Versmaß: Deutscher Reimvers (Zeile 1 u. 2).

Kommentar

In den beiden Dreiecksfeldern über der Schnittkante in der Inschrift keine Fächerrosette wie sonst, sondern links gerade Ornamentstreifen und rechts eine Weinranke. Die Buchstaben sind in einer sehr sorgfältig geschnitzten Kapitalis mit ausgeprägten Sporen an den Buchstabenenden geschnitzt, der Mittelbalken des E ist abgeschrägt, die Cauda des G senkrecht angesetzt mit waagerecht umgebrochenen und abgeschrägtem oberen Ende, A und H mit breitem Mittelbalken, die S mit verstärktem Mittelteil. Die Inschriften stimmen inhaltlich in weiten Teilen überein mit den Inschriften am Hinterhaus Grapengießerstr. 12 (vgl. Nr. 465), die jedoch einfacher ausgeführt sind.
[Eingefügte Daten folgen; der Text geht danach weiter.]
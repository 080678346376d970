//! Cancellation token behavior across the three checkpoints: before an
//! attempt, while an attempt is in flight, and during a delay.

#![cfg(feature = "async")]

use resurge::testing::AttemptLog;
use resurge::{
    assert_cancelled, assert_exhausted, CancellationToken, Retry, RetryError, RetryPolicy,
};
use std::time::Duration;
use tokio::time::{sleep, Instant};

#[tokio::test(start_paused = true)]
async fn test_cancel_during_delay_stops_promptly() {
    let token = CancellationToken::new();
    let log = AttemptLog::new();
    let started = Instant::now();

    let canceller = token.clone();
    tokio::spawn(async move {
        sleep(Duration::from_millis(100)).await;
        canceller.cancel();
    });

    // First attempt fails instantly, then a 5s delay would follow.
    let policy = RetryPolicy::default().with_base_delay(Duration::from_secs(5));
    let result: Result<(), _> = Retry::new(policy)
        .with_cancellation(token)
        .run(|| {
            let log = log.clone();
            async move {
                log.begin();
                Err("down")
            }
        })
        .await;

    assert_cancelled!(result, attempts = 1);
    assert_eq!(log.attempts(), 1);
    assert_eq!(started.elapsed(), Duration::from_millis(100)); // not the full delay
}

#[tokio::test(start_paused = true)]
async fn test_cancel_interrupts_inflight_operation() {
    let token = CancellationToken::new();
    let started = Instant::now();

    let canceller = token.clone();
    tokio::spawn(async move {
        sleep(Duration::from_millis(50)).await;
        canceller.cancel();
    });

    let result: Result<(), RetryError<String>> = Retry::new(RetryPolicy::default())
        .with_cancellation(token)
        .run(|| async {
            sleep(Duration::from_secs(60)).await;
            Ok(())
        })
        .await;

    assert_cancelled!(result, attempts = 0); // the first attempt never finished
    assert_eq!(started.elapsed(), Duration::from_millis(50));
}

#[tokio::test]
async fn test_pre_cancelled_token_prevents_any_attempt() {
    let token = CancellationToken::new();
    token.cancel();
    let log = AttemptLog::new();

    let result: Result<(), RetryError<&str>> = Retry::new(RetryPolicy::default())
        .with_cancellation(token)
        .run(|| {
            let log = log.clone();
            async move {
                log.begin();
                Err("never reached")
            }
        })
        .await;

    assert_cancelled!(result, attempts = 0);
    assert_eq!(log.attempts(), 0);
}

#[tokio::test(start_paused = true)]
async fn test_unfired_token_leaves_behavior_unchanged() {
    let token = CancellationToken::new();
    let log = AttemptLog::new();

    let result: Result<(), _> = Retry::new(RetryPolicy::default())
        .with_cancellation(token.clone())
        .run(|| {
            let log = log.clone();
            async move {
                log.begin();
                Err("down")
            }
        })
        .await;

    let last = assert_exhausted!(result, attempts = 4);
    assert_eq!(last, "down");
    assert_eq!(log.attempts(), 4);
    assert!(!token.is_cancelled());
}

#[tokio::test(start_paused = true)]
async fn test_cancelled_error_is_distinct() {
    let token = CancellationToken::new();
    token.cancel();

    let result: Result<(), RetryError<String>> = Retry::new(RetryPolicy::default())
        .with_cancellation(token)
        .run(|| async { Err("unreachable".to_string()) })
        .await;

    let err = result.unwrap_err();
    assert!(err.is_cancelled());
    assert_eq!(err.last_error(), None);
    assert!(err.to_string().contains("cancelled"));
}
Den Bruch in der Inschrift erklären Krüger/Reinecke damit, dass es sich um Inschriften aus zwei verschiedenen Bauphasen handelt.5) Das ist allerdings sehr unwahrscheinlich, denn die markante Schrift beider Inschriftenteile ist identisch ebenso wie der niederdeutsche Sprachstand. Eher scheint es so, als habe man hier zwei Inschriften, die ursprünglich an zwei Geschossen angebracht waren oder angebracht werden sollten, unter Verkürzung des einen Inschriftenteils in einem Geschoss hintereinander verbaut. Dabei ging wohl ein größerer Teil des Texts verloren, dessen Ende sich so nicht als Bibelzitat nachweisen lässt. Es dürfte sich um eine Sentenz gemäß dem protestantischen Kernsatz sola gratia gehandelt haben, die inhaltlich zu dem folgenden Bibelzitat Spr. 10,22 passte.

Textkritischer Apparat

  1. RT HE GEVEN VT GNADEN fehlt bei Mithoff.
  2. So irrtümlich ausgeführt. HEREN Mithoff.
  3. MOIHE Mithoff.

Anmerkungen

  1. Mein Dank gilt Herrn Friedrich Nesemann, der mir freundlicherweise Zutritt zu seinem Haus gewährt hat.
  2. Wander, Sprichwörter-Lexikon, Bd. 2, Sp. 90, Nr. 2200.
  3. Spr. 10,22.
  4. Vgl. Wander, Sprichwörter-Lexikon, Bd. 2, Sp. 1346; DWB, Bd. 1, Sp. 558 (beide auch zur Übersetzung des Verbs armen, die durch die bei Wander angeführte italienische und französische Version des Sprichworts eindeutig belegt ist).
  5. Krüger/Reinecke, Kunstdenkmale, S. 385.

Nachweise

  1. Krüger/Reinecke, Kunstdenkmale, S. 385.
  2. Mithoff, Kunstdenkmale Fürstentum Lüneburg, S. 203 (unvollständig).
  3. Vollborn, Fachwerk, S. 84 u. 147 (nach Krüger/Reinecke).
  4. Böker, Baudenkmale Lüneburg, Abb. S. 402.

Zitierhinweis:
DI 100, Stadt Lüneburg, Nr. 606 (Sabine Wehking), in: www.inschriften.net, urn:nbn:de:0238-di100g019k0060607.